Work instructions — Count the lines in the records below that contain the word "integer", and give only that number.

Records Start Marker

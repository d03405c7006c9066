//! Typed observable preference cells and their per-object cache.

use std::{
    any::{Any, TypeId},
    cell::RefCell,
    collections::HashMap,
    rc::Rc,
};

use leptos::{
    create_rw_signal, try_with_owner, Owner, ReadSignal, RwSignal, SignalGet,
    SignalGetUntracked, SignalSet, SignalWithUntracked,
};
use serde::{de::DeserializeOwned, Serialize};

use crate::{
    decode_setting, OptionalSerializedPref, PrefsError, SerializedPref, SettingType, SettingValue,
    SettingsListener, SharedSettings,
};

/// Conversion between a cell's value and its stored form.
pub struct Codec<T> {
    decode: fn(&str, &SettingValue) -> Result<T, PrefsError>,
    encode: fn(&str, &T) -> Result<SettingValue, PrefsError>,
}

impl<T> Clone for Codec<T> {
    fn clone(&self) -> Self {
        *self
    }
}

impl<T> Copy for Codec<T> {}

impl<T: SettingType> Codec<T> {
    /// Stores `T` as its primitive variant.
    pub fn primitive() -> Self {
        Self {
            decode: decode_primitive::<T>,
            encode: encode_primitive::<T>,
        }
    }
}

impl<T: Serialize + DeserializeOwned> Codec<T> {
    /// Stores `T` as JSON text.
    pub fn json() -> Self {
        Self {
            decode: decode_setting::<T>,
            encode: encode_json::<T>,
        }
    }
}

fn decode_primitive<T: SettingType>(key: &str, value: &SettingValue) -> Result<T, PrefsError> {
    T::from_setting(value).ok_or_else(|| PrefsError::TypeMismatch {
        key: key.to_string(),
        expected: T::KIND,
        found: value.kind(),
    })
}

fn encode_primitive<T: SettingType>(_key: &str, value: &T) -> Result<SettingValue, PrefsError> {
    Ok(value.clone().into_setting())
}

fn encode_json<T: Serialize>(key: &str, value: &T) -> Result<SettingValue, PrefsError> {
    serde_json::to_string(value)
        .map(SettingValue::String)
        .map_err(|err| PrefsError::Serialize {
            key: key.to_string(),
            message: err.to_string(),
        })
}

struct CellInner<T: 'static> {
    settings: SharedSettings,
    key: String,
    default: T,
    value: RwSignal<T>,
    codec: Codec<T>,
    _listener: SettingsListener,
}

/// Observable value bound to one store key.
///
/// Starts from the stored value (or the default when missing or unreadable)
/// and follows later writes to the key, including writes made through other
/// cells or directly on the store. Removing the key resets it to the default.
///
/// Once the reactive owner of the backing signal is gone, reads go straight
/// to the store and writes still reach it.
pub struct PrefCell<T: 'static> {
    inner: Rc<CellInner<T>>,
}

impl<T: 'static> Clone for PrefCell<T> {
    fn clone(&self) -> Self {
        Self {
            inner: self.inner.clone(),
        }
    }
}

impl<T: Clone + PartialEq + 'static> PrefCell<T> {
    /// Binds `key` on `settings` using `codec`, under the current owner.
    pub fn new(
        settings: SharedSettings,
        key: impl Into<String>,
        default: T,
        codec: Codec<T>,
    ) -> Self {
        Self::with_owner(None, settings, key, default, codec)
    }

    /// Like [`new`](Self::new) with the signal owned by `owner`.
    ///
    /// Falls back to the current owner when `owner` is `None` or disposed.
    pub fn with_owner(
        owner: Option<Owner>,
        settings: SharedSettings,
        key: impl Into<String>,
        default: T,
        codec: Codec<T>,
    ) -> Self {
        let key = key.into();
        let initial = stored_or_default(&settings, &key, &default, codec);
        let value = owner
            .and_then(|owner| try_with_owner(owner, || create_rw_signal(initial.clone())).ok())
            .unwrap_or_else(|| create_rw_signal(initial));

        let listener = settings.add_listener(&key, {
            let key = key.clone();
            let default = default.clone();
            Rc::new(move |raw: Option<&SettingValue>| {
                let next = match raw.map(|raw| (codec.decode)(&key, raw)) {
                    Some(Ok(next)) => next,
                    Some(Err(err)) => {
                        logger::ll_w!(cause = err; "ignoring unreadable write to `{key}`");
                        return;
                    }
                    None => default.clone(),
                };
                if value
                    .try_with_untracked(|current| current != &next)
                    .unwrap_or(false)
                {
                    let _ = value.try_set(next);
                }
            })
        });

        Self {
            inner: Rc::new(CellInner {
                settings,
                key,
                default,
                value,
                codec,
                _listener: listener,
            }),
        }
    }

    /// Storage key.
    pub fn key(&self) -> &str {
        &self.inner.key
    }

    /// Value used when the key is missing.
    pub fn default_value(&self) -> &T {
        &self.inner.default
    }

    /// Current value, tracked by the reactive system.
    pub fn get(&self) -> T {
        self.inner
            .value
            .try_get()
            .unwrap_or_else(|| self.read_store())
    }

    /// Current value without subscribing the caller.
    pub fn get_untracked(&self) -> T {
        self.inner
            .value
            .try_get_untracked()
            .unwrap_or_else(|| self.read_store())
    }

    fn read_store(&self) -> T {
        let inner = &self.inner;
        stored_or_default(&inner.settings, &inner.key, &inner.default, inner.codec)
    }

    /// Read side for views.
    pub fn signal(&self) -> ReadSignal<T> {
        self.inner.value.read_only()
    }

    /// Writes `value` to the store and publishes it.
    ///
    /// # Errors
    ///
    /// Returns an error when the value cannot be encoded; nothing is written.
    pub fn update(&self, value: T) -> Result<(), PrefsError> {
        let raw = (self.inner.codec.encode)(&self.inner.key, &value)?;
        self.inner.settings.put_value(&self.inner.key, raw);
        // Stores without listeners still update the cell.
        if self
            .inner
            .value
            .try_with_untracked(|current| current != &value)
            .unwrap_or(false)
        {
            let _ = self.inner.value.try_set(value);
        }
        Ok(())
    }

    /// Applies `f` to a copy of the current value and writes the result.
    ///
    /// # Errors
    ///
    /// Returns an error when the value cannot be encoded.
    pub fn modify(&self, f: impl FnOnce(&mut T)) -> Result<(), PrefsError> {
        let mut value = self.get_untracked();
        f(&mut value);
        self.update(value)
    }
}

fn stored_or_default<T: Clone>(
    settings: &SharedSettings,
    key: &str,
    default: &T,
    codec: Codec<T>,
) -> T {
    match settings.get_value(key).map(|raw| (codec.decode)(key, &raw)) {
        Some(Ok(value)) => value,
        Some(Err(err)) => {
            logger::ll_w!(cause = err; "using default for unreadable preference `{key}`");
            default.clone()
        }
        None => default.clone(),
    }
}

#[derive(Debug, Clone, PartialEq, Eq, Hash)]
struct CellKey {
    store: usize,
    key: String,
    ty: TypeId,
}

/// Memoizes cells by (store instance, key, value type).
///
/// Cells created through the cache are owned by the reactive owner current
/// when the cache was built, not by whichever scope first asks for them.
pub struct CellCache {
    owner: Option<Owner>,
    cells: RefCell<HashMap<CellKey, Box<dyn Any>>>,
}

impl Default for CellCache {
    fn default() -> Self {
        Self::new()
    }
}

impl CellCache {
    /// Creates an empty cache owned by the current reactive owner.
    pub fn new() -> Self {
        Self {
            owner: Owner::current(),
            cells: RefCell::default(),
        }
    }

    /// Owner of the cells created through this cache.
    pub fn owner(&self) -> Option<Owner> {
        self.owner
    }

    /// Returns the cached cell for `key`, creating it with `create` on first use.
    pub fn get_or_insert_with<T: 'static>(
        &self,
        settings: &SharedSettings,
        key: &str,
        create: impl FnOnce() -> PrefCell<T>,
    ) -> PrefCell<T> {
        let cache_key = CellKey {
            store: Rc::as_ptr(settings) as *const () as usize,
            key: key.to_string(),
            ty: TypeId::of::<T>(),
        };
        if let Some(cell) = self
            .cells
            .borrow()
            .get(&cache_key)
            .and_then(|cell| cell.downcast_ref::<PrefCell<T>>())
        {
            return cell.clone();
        }

        let cell = create();
        self.cells
            .borrow_mut()
            .insert(cache_key, Box::new(cell.clone()));
        cell
    }

    /// Number of cached cells.
    pub fn len(&self) -> usize {
        self.cells.borrow().len()
    }

    /// `true` when nothing is cached.
    pub fn is_empty(&self) -> bool {
        self.cells.borrow().is_empty()
    }

    /// Drops every cached cell.
    pub fn clear(&self) {
        self.cells.borrow_mut().clear();
    }
}

fn cached_cell<P, T>(prefs: &P, key: &str, default: T, codec: Codec<T>) -> PrefCell<T>
where
    P: PrefsObject + ?Sized,
    T: Clone + PartialEq + 'static,
{
    let settings = prefs.settings();
    let cells = prefs.cells();
    cells.get_or_insert_with(settings, key, || {
        PrefCell::with_owner(cells.owner(), settings.clone(), key, default, codec)
    })
}

/// A group of preferences backed by one observable store.
///
/// Implementors expose the store and a [`CellCache`]; the factory methods bind
/// typed cells to keys and return the same cell for repeated calls.
pub trait PrefsObject {
    /// Backing store.
    fn settings(&self) -> &SharedSettings;

    /// Cell memoization for this object.
    fn cells(&self) -> &CellCache;

    /// Boolean cell for `key`.
    fn bool_cell(&self, key: &str, default: bool) -> PrefCell<bool> {
        cached_cell(self, key, default, Codec::primitive())
    }

    /// 32-bit integer cell for `key`.
    fn int_cell(&self, key: &str, default: i32) -> PrefCell<i32> {
        cached_cell(self, key, default, Codec::primitive())
    }

    /// 64-bit integer cell for `key`.
    fn long_cell(&self, key: &str, default: i64) -> PrefCell<i64> {
        cached_cell(self, key, default, Codec::primitive())
    }

    /// 32-bit float cell for `key`.
    fn float_cell(&self, key: &str, default: f32) -> PrefCell<f32> {
        cached_cell(self, key, default, Codec::primitive())
    }

    /// 64-bit float cell for `key`.
    fn double_cell(&self, key: &str, default: f64) -> PrefCell<f64> {
        cached_cell(self, key, default, Codec::primitive())
    }

    /// Text cell for `key`.
    fn string_cell(&self, key: &str, default: impl Into<String>) -> PrefCell<String> {
        cached_cell(self, key, default.into(), Codec::primitive())
    }

    /// JSON-serialized cell for `key`.
    fn serialized_cell<T>(&self, key: &str, default: T) -> PrefCell<T>
    where
        T: Serialize + DeserializeOwned + Clone + PartialEq + 'static,
    {
        cached_cell(self, key, default, Codec::json())
    }

    /// Uncached JSON accessor with a default.
    fn serialized<T>(&self, key: &str, default: T) -> SerializedPref<T>
    where
        T: Serialize + DeserializeOwned + Clone,
    {
        SerializedPref::new(self.settings().clone(), key, default)
    }

    /// Uncached JSON accessor for a value that may be absent.
    fn serialized_optional<T>(&self, key: &str) -> OptionalSerializedPref<T>
    where
        T: Serialize + DeserializeOwned,
    {
        OptionalSerializedPref::new(self.settings().clone(), key)
    }
}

Records End Marker

Task answer — 2